-- Opening Marker --

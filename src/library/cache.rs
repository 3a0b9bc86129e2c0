//! Day-bucketed lookup cache.
//!
//! # Overview
//!
//! [`DayCache`] answers "is there a remote item created at exactly this
//! instant?" while issuing as few remote searches as possible:
//!
//! 1. The instant is normalized to UTC and mapped to a [`DayKey`].
//! 2. If that day has never been resolved, one range search is issued for
//!    the window from 24 hours before to 48 hours after the instant.
//! 3. Every returned item is filed under its own day, so neighbouring days
//!    are often resolved as a side effect.
//! 4. The bucket for the requested day is scanned for an item whose creation
//!    time is the same instant. Fractional seconds count, so a remote
//!    `10:00:00.750Z` does not match a local `10:00:00`.
//!
//! A day that has been resolved is never searched again, even when its
//! bucket is empty.
//!
//! # Failure policy
//!
//! The target day is marked resolved before the search is issued. If the
//! search fails (remote error, malformed creation time, cancellation), every
//! day first created by that search, the target included, is removed again
//! so the next lookup re-queries instead of reporting "not found". Items
//! appended to days that were already resolved stay in place.
//!
//! # Duplicates
//!
//! Overlapping windows return the same item more than once. An item whose
//! non-empty id is already in its bucket is skipped. Items without an id are
//! appended as-is; first match wins, so such duplicates never change a
//! lookup result.
//!
//! # Example
//!
//! ```
//! use armpup::library::{DayCache, InMemorySource, MediaItem};
//! use armpup::signal::ShutdownHandler;
//! use chrono::DateTime;
//!
//! let source = InMemorySource::new(vec![
//!     MediaItem::new("a", "2021-06-01T12:00:00Z"),
//!     MediaItem::new("b", "2021-06-02T09:00:00Z"),
//! ]);
//! let mut cache = DayCache::new(source);
//! let cancel = ShutdownHandler::new();
//!
//! let t = DateTime::parse_from_rfc3339("2021-06-01T12:00:00Z").unwrap();
//! assert_eq!(cache.lookup(&t, &cancel).unwrap().map(|i| i.id.as_str()), Some("a"));
//!
//! // The neighbouring day was prefetched by the first search.
//! let t = DateTime::parse_from_rfc3339("2021-06-02T09:00:00Z").unwrap();
//! assert_eq!(cache.lookup(&t, &cancel).unwrap().map(|i| i.id.as_str()), Some("b"));
//! assert_eq!(cache.source().query_count(), 1);
//! ```

use std::collections::HashMap;

use chrono::{DateTime, FixedOffset};

use super::day::{instant_key, DayKey};
use super::source::{MediaSource, SearchRequest};
use super::{LibraryError, MediaItem};
use crate::signal::ShutdownHandler;

/// A cached item together with its canonical instant.
#[derive(Debug, Clone)]
struct Entry {
    instant: String,
    item: MediaItem,
}

/// Counters describing cache activity over its lifetime.
#[derive(Debug, Clone, Copy, Default, PartialEq, Eq)]
pub struct CacheStats {
    /// Number of `lookup` calls
    pub lookups: usize,
    /// Lookups that found a matching item
    pub matches: usize,
    /// Lookups that completed without a match
    pub not_found: usize,
    /// Remote searches issued
    pub queries: usize,
    /// Remote searches that failed
    pub failed_queries: usize,
    /// Items received from the remote source
    pub items_received: usize,
    /// Items skipped because their id was already cached
    pub duplicates_skipped: usize,
}

/// Timestamp-indexed cache of remote items, bucketed by UTC day.
///
/// Created once per reconciliation run and owned by its driver. Lookups take
/// `&mut self`, so one cache can never serve two lookups at the same time.
#[derive(Debug)]
pub struct DayCache<S> {
    source: S,
    buckets: HashMap<DayKey, Vec<Entry>>,
    stats: CacheStats,
}

impl<S: MediaSource> DayCache<S> {
    /// Create an empty cache over a remote source.
    #[must_use]
    pub fn new(source: S) -> Self {
        Self {
            source,
            buckets: HashMap::new(),
            stats: CacheStats::default(),
        }
    }

    /// Find the remote item created at exactly `timestamp`.
    ///
    /// Returns `Ok(None)` when the day has been searched and no item matches.
    /// `cancel` is handed to the remote source unchanged.
    ///
    /// # Errors
    ///
    /// Propagates any error from the remote search, including malformed
    /// creation times in returned items. No retry is attempted.
    pub fn lookup(
        &mut self,
        timestamp: &DateTime<FixedOffset>,
        cancel: &ShutdownHandler,
    ) -> Result<Option<&MediaItem>, LibraryError> {
        self.stats.lookups += 1;

        let day = DayKey::from_instant(timestamp);
        if !self.buckets.contains_key(&day) {
            self.populate(timestamp, cancel)?;
        } else {
            log::trace!("Day {} already resolved", day);
        }

        let wanted = instant_key(timestamp);
        let found = self
            .buckets
            .get(&day)
            .and_then(|bucket| bucket.iter().find(|entry| entry.instant == wanted))
            .map(|entry| &entry.item);

        if found.is_some() {
            self.stats.matches += 1;
        } else {
            self.stats.not_found += 1;
        }
        Ok(found)
    }

    /// Issue one remote search around `timestamp` and file the results.
    fn populate(
        &mut self,
        timestamp: &DateTime<FixedOffset>,
        cancel: &ShutdownHandler,
    ) -> Result<(), LibraryError> {
        let day = DayKey::from_instant(timestamp);
        self.buckets.insert(day, Vec::new());
        let mut created = vec![day];

        let request = SearchRequest::around(timestamp);
        log::debug!(
            "Searching remote library for {} ({} .. {})",
            day,
            request.start.to_rfc3339(),
            request.end.to_rfc3339()
        );
        self.stats.queries += 1;

        let source = &self.source;
        let buckets = &mut self.buckets;
        let stats = &mut self.stats;
        let result = source.search(&request, cancel, &mut |page| {
            log::trace!("Received page of {} items", page.len());
            for item in page {
                stats.items_received += 1;
                let created_at = item.creation_time()?;
                let item_day = DayKey::from_instant(&created_at);

                let bucket = buckets.entry(item_day).or_insert_with(|| {
                    created.push(item_day);
                    Vec::new()
                });
                if !item.id.is_empty() && bucket.iter().any(|e| e.item.id == item.id) {
                    stats.duplicates_skipped += 1;
                    continue;
                }
                bucket.push(Entry {
                    instant: instant_key(&created_at),
                    item,
                });
            }
            Ok(())
        });

        if let Err(err) = result {
            self.stats.failed_queries += 1;
            for key in &created {
                self.buckets.remove(key);
            }
            log::debug!(
                "Search for {} failed, unresolved {} day(s): {}",
                day,
                created.len(),
                err
            );
            return Err(err);
        }

        log::debug!(
            "Resolved {} day(s) from search for {}",
            created.len(),
            day
        );
        Ok(())
    }

    /// Whether `day` has been searched (directly or as a neighbour).
    #[must_use]
    pub fn is_resolved(&self, day: &DayKey) -> bool {
        self.buckets.contains_key(day)
    }

    /// Items cached for `day` in insertion order, or `None` if unresolved.
    #[must_use]
    pub fn items(&self, day: &DayKey) -> Option<Vec<&MediaItem>> {
        self.buckets
            .get(day)
            .map(|bucket| bucket.iter().map(|entry| &entry.item).collect())
    }

    /// Number of resolved days.
    #[must_use]
    pub fn resolved_days(&self) -> usize {
        self.buckets.len()
    }

    /// Activity counters.
    #[must_use]
    pub fn stats(&self) -> CacheStats {
        self.stats
    }

    /// The remote source.
    #[must_use]
    pub fn source(&self) -> &S {
        &self.source
    }

    /// Consume the cache and return its source.
    #[must_use]
    pub fn into_source(self) -> S {
        self.source
    }
}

-- Closing Marker --

> **ASSIGNED TASK**
Repeat, exactly as they stand above, the lines from the line with "no item matches." to the line with "self.stats.lookups += 1;", both lines included.

> **SOLVED PROBLEM**
    /// Returns `Ok(None)` when the day has been searched and no item matches.
    /// `cancel` is handed to the remote source unchanged.
    ///
    /// # Errors
    ///
    /// Propagates any error from the remote search, including malformed
    /// creation times in returned items. No retry is attempted.
    pub fn lookup(
        &mut self,
        timestamp: &DateTime<FixedOffset>,
        cancel: &ShutdownHandler,
    ) -> Result<Option<&MediaItem>, LibraryError> {
        self.stats.lookups += 1;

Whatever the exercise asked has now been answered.